Unlike the Copper IUD, the Mirena coil is hormonal. It prevents pregnancy by thickening the mucus in the cervix which stops the sperm from fertilising the egg.

It also thins the lining of the uterus thus suppressing menstrual bleeding.

Mirena coil is a bit expensive compared to Copper IUD. 

It goes for Sh21,000 as compared to Copper IUD whose price ranges from between Sh3,500 to Sh7,000 depending on the issuing facility.

"The only downside of the Mirena coil is the cost. Insurance doesn't cover that part and I think it is high time they took it up, this way women won't have to dig into their pockets," Pamela said.

When on Mirena Coil, one is required to go for check-up once a year for the doctor to examine whether the coil has moved or is still in its right position. 

"Right now, I can't complain, the coil is working effectively, no side effects, such as weight gain, mood swings, I am happy," Pamela said. 

Njeri, on the other hand has been using the Copper IUD for four years now. She says this has been her best contraceptive yet.

"The Copper IUD has really served my partner and I, for the last four years, we haven't had a pregnancy scare," she said. 

In an interview with the Star, Njeri said that she first went for the Depo-Provera popularly known as Depo shot. 

The Depo shot is an injection women get every three months to prevent them from getting pregnant. 

"When I went for the shot, the first two months were good, except for the third and last month when I started spotting. I thought was pregnant, it worried me and I had to see a doctor," she said.

The 31-year-old teacher said that when she visited a clinic, she first went through several tests including pregnancy test. 

"One thing about changing contraceptives is the gynecologists can't give you another before confirming one is not pregnant. That's one thing I appreciate the most." 

Njeri said she parted with Sh3,500 for the procedure. 

While on the IUD, Njeri said she goes for check up after every six months as advised by her doctor. 
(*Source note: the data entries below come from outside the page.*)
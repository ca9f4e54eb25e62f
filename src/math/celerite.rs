//! Semiseparable Gaussian-process solver for celerite-style kernels.
//!
//! A kernel is a sum of terms
//!
//! ```text
//! k(τ) = Σ_j e^{-c_j τ} [a_j cos(d_j τ) + b_j sin(d_j τ)]
//! ```
//!
//! which makes the covariance matrix semiseparable of rank `2 J`. Factorization,
//! solves, the log-likelihood and the conditional mean then all cost `O(N J²)`
//! instead of `O(N³)`.
//!
//! Input times must be sorted ascending.

use std::f64::consts::PI;

use crate::error::FitError;

/// One exponentially damped (co)sinusoid term.
#[derive(Debug, Clone, Copy, PartialEq)]
pub struct Term {
    pub a: f64,
    pub b: f64,
    pub c: f64,
    pub d: f64,
}

impl Term {
    pub fn real(a: f64, c: f64) -> Self {
        Self { a, b: 0.0, c, d: 0.0 }
    }

    pub fn complex(a: f64, b: f64, c: f64, d: f64) -> Self {
        Self { a, b, c, d }
    }

    fn is_valid(&self) -> bool {
        [self.a, self.b, self.c, self.d].iter().all(|v| v.is_finite()) && self.c >= 0.0
    }

    /// `(U, V)` columns at time `t`.
    fn columns(&self, t: f64) -> ([f64; 2], [f64; 2]) {
        let (s, co) = (self.d * t).sin_cos();
        (
            [self.a * co + self.b * s, self.a * s - self.b * co],
            [co, s],
        )
    }
}

/// Stochastically driven damped harmonic oscillator with power `S0`,
/// frequency `w0` and quality factor `q`.
pub fn sho_terms(s0: f64, w0: f64, q: f64) -> Vec<Term> {
    if q < 0.5 {
        let f = (1.0 - 4.0 * q * q).sqrt();
        let a = 0.5 * s0 * w0 * q;
        let c = 0.5 * w0 / q;
        vec![
            Term::real(a * (1.0 + 1.0 / f), c * (1.0 - f)),
            Term::real(a * (1.0 - 1.0 / f), c * (1.0 + f)),
        ]
    } else {
        let f = (4.0 * q * q - 1.0).sqrt();
        let a = s0 * w0 * q;
        let c = 0.5 * w0 / q;
        vec![Term::complex(a, a / f, c, c * f)]
    }
}

/// SHO parameterised by its standard deviation instead of `S0`.
pub fn sho_terms_sigma(sigma: f64, w0: f64, q: f64) -> Vec<Term> {
    sho_terms(sigma * sigma / (w0 * q), w0, q)
}

/// Mixture of two SHOs at `period` and `period / 2` modelling stellar rotation.
pub fn rotation_terms(sigma: f64, period: f64, q0: f64, dq: f64, f: f64) -> Vec<Term> {
    let amp = sigma * sigma / (1.0 + f);

    let q1 = 0.5 + q0 + dq;
    let w1 = 4.0 * PI * q1 / (period * (4.0 * q1 * q1 - 1.0).sqrt());
    let s1 = amp / (w1 * q1);

    let q2 = 0.5 + q0;
    let w2 = 8.0 * PI * q2 / (period * (4.0 * q2 * q2 - 1.0).sqrt());
    let s2 = f * amp / (w2 * q2);

    let mut terms = sho_terms(s1, w1, q1);
    terms.extend(sho_terms(s2, w2, q2));
    terms
}

/// Matern-3/2 kernel `σ² (1 + √3 τ/ρ) exp(-√3 τ/ρ)` as the `eps → 0` limit of a
/// single complex term.
pub fn matern32_terms(sigma: f64, rho: f64, eps: f64) -> Vec<Term> {
    let w0 = 3.0_f64.sqrt() / rho;
    let s2 = sigma * sigma;
    vec![Term::complex(s2, s2 * w0 / eps, w0, eps)]
}

/// Factorized covariance `K = L D Lᵀ`.
#[derive(Debug, Clone)]
pub struct CeleriteGp {
    terms: Vec<Term>,
    t: Vec<f64>,
    /// Column count (2 per term).
    j: usize,
    d: Vec<f64>,
    u: Vec<f64>,
    w: Vec<f64>,
}

impl CeleriteGp {
    /// Factorize the kernel at times `t` with extra diagonal variance `diag`.
    pub fn compute(terms: &[Term], t: &[f64], diag: &[f64]) -> Result<Self, FitError> {
        let n = t.len();
        if n == 0 || diag.len() != n {
            return Err(FitError::insufficient("empty or misaligned GP inputs"));
        }
        if terms.iter().any(|term| !term.is_valid()) {
            return Err(FitError::numerical("invalid kernel coefficients"));
        }
        if t.windows(2).any(|w| !(w[1] >= w[0])) {
            return Err(FitError::numerical("GP input times are not sorted"));
        }

        let j = 2 * terms.len();
        let a0: f64 = terms.iter().map(|term| term.a).sum();
        let mut u = vec![0.0; n * j];
        let mut v = vec![0.0; n * j];
        for (i, &ti) in t.iter().enumerate() {
            for (k, term) in terms.iter().enumerate() {
                let (uc, vc) = term.columns(ti);
                u[i * j + 2 * k..i * j + 2 * k + 2].copy_from_slice(&uc);
                v[i * j + 2 * k..i * j + 2 * k + 2].copy_from_slice(&vc);
            }
        }

        let mut d = vec![0.0; n];
        let mut w = vec![0.0; n * j];
        let mut s = vec![0.0; j * j];
        let mut tmp = vec![0.0; j];

        d[0] = a0 + diag[0];
        if !(d[0] > 0.0) {
            return Err(FitError::numerical("covariance is not positive definite"));
        }
        for c in 0..j {
            w[c] = v[c] / d[0];
        }

        for i in 1..n {
            let dt = t[i] - t[i - 1];
            let p = decay(terms, dt);
            let (wp, up) = (&w[(i - 1) * j..i * j], &u[i * j..(i + 1) * j]);
            for r in 0..j {
                for c in 0..j {
                    s[r * j + c] = p[r] * p[c] * (s[r * j + c] + d[i - 1] * wp[r] * wp[c]);
                }
            }
            for c in 0..j {
                tmp[c] = (0..j).map(|r| up[r] * s[r * j + c]).sum();
            }
            let di = a0 + diag[i] - (0..j).map(|c| tmp[c] * up[c]).sum::<f64>();
            if !(di > 0.0) || !di.is_finite() {
                return Err(FitError::numerical("covariance is not positive definite"));
            }
            d[i] = di;
            for c in 0..j {
                w[i * j + c] = (v[i * j + c] - tmp[c]) / di;
            }
        }

        Ok(Self {
            terms: terms.to_vec(),
            t: t.to_vec(),
            j,
            d,
            u,
            w,
        })
    }

    pub fn len(&self) -> usize {
        self.t.len()
    }

    pub fn is_empty(&self) -> bool {
        self.t.is_empty()
    }

    /// `K⁻¹ y`.
    pub fn solve(&self, y: &[f64]) -> Vec<f64> {
        let (n, j) = (self.len(), self.j);
        let mut z = y.to_vec();
        let mut f = vec![0.0; j];

        for i in 1..n {
            let p = decay(&self.terms, self.t[i] - self.t[i - 1]);
            for c in 0..j {
                f[c] = p[c] * (f[c] + self.w[(i - 1) * j + c] * z[i - 1]);
            }
            z[i] -= (0..j).map(|c| self.u[i * j + c] * f[c]).sum::<f64>();
        }
        for (zi, di) in z.iter_mut().zip(&self.d) {
            *zi /= di;
        }
        f.iter_mut().for_each(|v| *v = 0.0);
        for i in (0..n.saturating_sub(1)).rev() {
            let p = decay(&self.terms, self.t[i + 1] - self.t[i]);
            for c in 0..j {
                f[c] = p[c] * (f[c] + self.u[(i + 1) * j + c] * z[i + 1]);
            }
            z[i] -= (0..j).map(|c| self.w[i * j + c] * f[c]).sum::<f64>();
        }
        z
    }

    pub fn log_determinant(&self) -> f64 {
        self.d.iter().map(|d| d.ln()).sum()
    }

    /// Gaussian log-likelihood of zero-mean residuals `y`.
    pub fn log_likelihood(&self, y: &[f64]) -> f64 {
        let alpha = self.solve(y);
        let chi2: f64 = y.iter().zip(&alpha).map(|(a, b)| a * b).sum();
        -0.5 * (chi2 + self.log_determinant() + self.len() as f64 * (2.0 * PI).ln())
    }

    /// Conditional mean at `t_star` given observations `y` at the factorized times.
    pub fn predict(&self, y: &[f64], t_star: &[f64]) -> Vec<f64> {
        let alpha = self.solve(y);
        let (n, j) = (self.len(), self.j);
        let mut order: Vec<usize> = (0..t_star.len()).collect();
        order.sort_by(|&a, &b| t_star[a].total_cmp(&t_star[b]));
        let mut out = vec![0.0; t_star.len()];

        // Past and present observations (t_n <= t*).
        let mut q = vec![0.0; j];
        let mut m = 0;
        let mut t_ref = self.t[0];
        for &k in &order {
            let ts = t_star[k];
            while m < n && self.t[m] <= ts {
                let p = decay(&self.terms, self.t[m] - t_ref);
                for c in 0..j {
                    let (_, vc) = self.terms[c / 2].columns(self.t[m]);
                    q[c] = p[c] * q[c] + vc[c % 2] * alpha[m];
                }
                t_ref = self.t[m];
                m += 1;
            }
            if m > 0 {
                let p = decay(&self.terms, ts - t_ref);
                out[k] += (0..j)
                    .map(|c| {
                        let (uc, _) = self.terms[c / 2].columns(ts);
                        uc[c % 2] * p[c] * q[c]
                    })
                    .sum::<f64>();
            }
        }

        // Future observations (t_n > t*).
        let mut r = vec![0.0; j];
        let mut m = n;
        let mut t_ref = self.t[n - 1];
        for &k in order.iter().rev() {
            let ts = t_star[k];
            while m > 0 && self.t[m - 1] > ts {
                let idx = m - 1;
                let p = decay(&self.terms, t_ref - self.t[idx]);
                for c in 0..j {
                    r[c] = p[c] * r[c] + self.u[idx * j + c] * alpha[idx];
                }
                t_ref = self.t[idx];
                m -= 1;
            }
            if m < n {
                let p = decay(&self.terms, t_ref - ts);
                out[k] += (0..j)
                    .map(|c| {
                        let (_, vc) = self.terms[c / 2].columns(ts);
                        vc[c % 2] * p[c] * r[c]
                    })
                    .sum::<f64>();
            }
        }
        out
    }
}

fn decay(terms: &[Term], dt: f64) -> Vec<f64> {
    terms
        .iter()
        .flat_map(|term| {
            let p = (-term.c * dt).exp();
            [p, p]
        })
        .collect()
}

#[cfg(test)]
mod tests {
    use super::*;
    use nalgebra::{DMatrix, DVector};

    fn kernel_value(terms: &[Term], tau: f64) -> f64 {
        let tau = tau.abs();
        terms
            .iter()
            .map(|term| {
                let (s, co) = (term.d * tau).sin_cos();
                (-term.c * tau).exp() * (term.a * co + term.b * s)
            })
            .sum()
    }

    fn dense(terms: &[Term], t: &[f64], diag: &[f64]) -> DMatrix<f64> {
        DMatrix::from_fn(t.len(), t.len(), |i, j| {
            kernel_value(terms, t[i] - t[j]) + if i == j { diag[i] } else { 0.0 }
        })
    }

    fn fixture() -> (Vec<Term>, Vec<f64>, Vec<f64>, Vec<f64>) {
        let terms = rotation_terms(0.8, 3.1, 0.4, 0.2, 0.3);
        let t: Vec<f64> = (0..40).map(|i| 0.13 * i as f64 + 0.02 * ((i * 7) % 5) as f64).collect();
        let diag = vec![0.05; t.len()];
        let y: Vec<f64> = t.iter().map(|t| (1.7 * t).sin() + 0.1 * t).collect();
        (terms, t, diag, y)
    }

    #[test]
    fn log_likelihood_matches_dense_cholesky() {
        let (terms, t, diag, y) = fixture();
        let gp = CeleriteGp::compute(&terms, &t, &diag).unwrap();

        let k = dense(&terms, &t, &diag);
        let chol = k.cholesky().unwrap();
        let yv = DVector::from_column_slice(&y);
        let alpha = chol.solve(&yv);
        let logdet: f64 = 2.0 * chol.l().diagonal().iter().map(|v| v.ln()).sum::<f64>();
        let expected = -0.5 * (yv.dot(&alpha) + logdet + t.len() as f64 * (2.0 * PI).ln());

        assert!((gp.log_likelihood(&y) - expected).abs() < 1e-7);
    }

    #[test]
    fn prediction_matches_dense_conditional_mean() {
        let (terms, t, diag, y) = fixture();
        let gp = CeleriteGp::compute(&terms, &t, &diag).unwrap();
        let t_star = vec![-0.3, 0.0, 0.5, 2.011, 4.9, 6.0];
        let pred = gp.predict(&y, &t_star);

        let k = dense(&terms, &t, &diag);
        let alpha = k.cholesky().unwrap().solve(&DVector::from_column_slice(&y));
        for (i, &ts) in t_star.iter().enumerate() {
            let expected: f64 = t
                .iter()
                .zip(alpha.iter())
                .map(|(tn, a)| kernel_value(&terms, ts - tn) * a)
                .sum();
            assert!((pred[i] - expected).abs() < 1e-8, "t*={ts}");
        }
    }

    #[test]
    fn overdamped_sho_is_valid_kernel() {
        let terms = sho_terms(1.0, 2.0, 0.3);
        assert_eq!(terms.len(), 2);
        let t: Vec<f64> = (0..20).map(|i| i as f64 * 0.2).collect();
        let gp = CeleriteGp::compute(&terms, &t, &vec![1e-3; 20]).unwrap();
        assert!(gp.log_determinant().is_finite());
    }

    #[test]
    fn matern_term_approximates_exact_kernel() {
        let terms = matern32_terms(1.5, 20.0, 0.01);
        // Agreement degrades as eps·τ grows; within a couple of length scales it is tight.
        for tau in [0.0, 5.0, 20.0] {
            let r = 3.0_f64.sqrt() * tau / 20.0;
            let exact = 2.25 * (1.0 + r) * (-r).exp();
            assert!((kernel_value(&terms, tau) / exact - 1.0).abs() < 0.02, "tau={tau}");
        }
    }

    #[test]
    fn unsorted_times_are_rejected() {
        let terms = sho_terms(1.0, 2.0, 1.0);
        let err = CeleriteGp::compute(&terms, &[0.0, 2.0, 1.0], &[0.1; 3]).unwrap_err();
        assert!(matches!(err, FitError::Numerical(_)));
    }
}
"After my first six month check up, I now go early until five years elapses."

She was keen on the side effects that came with the certain contraceptives. 

"One thing for sure, I don't like gaining weight, and there are people who go through weight gains with the IUD. As I was going for that, that was my biggest worry, I'm grateful I have remained the same," Njeri said.

The only side effect she has been experiencing is heavy cramping and irregular periods which she said became stable after a while. 

"The first three months of having the IUD changed my cycle, my periods became irregular, but I understood since I was warned prior to.

"As time went by, they became stable and I'm now happy," Njeri said.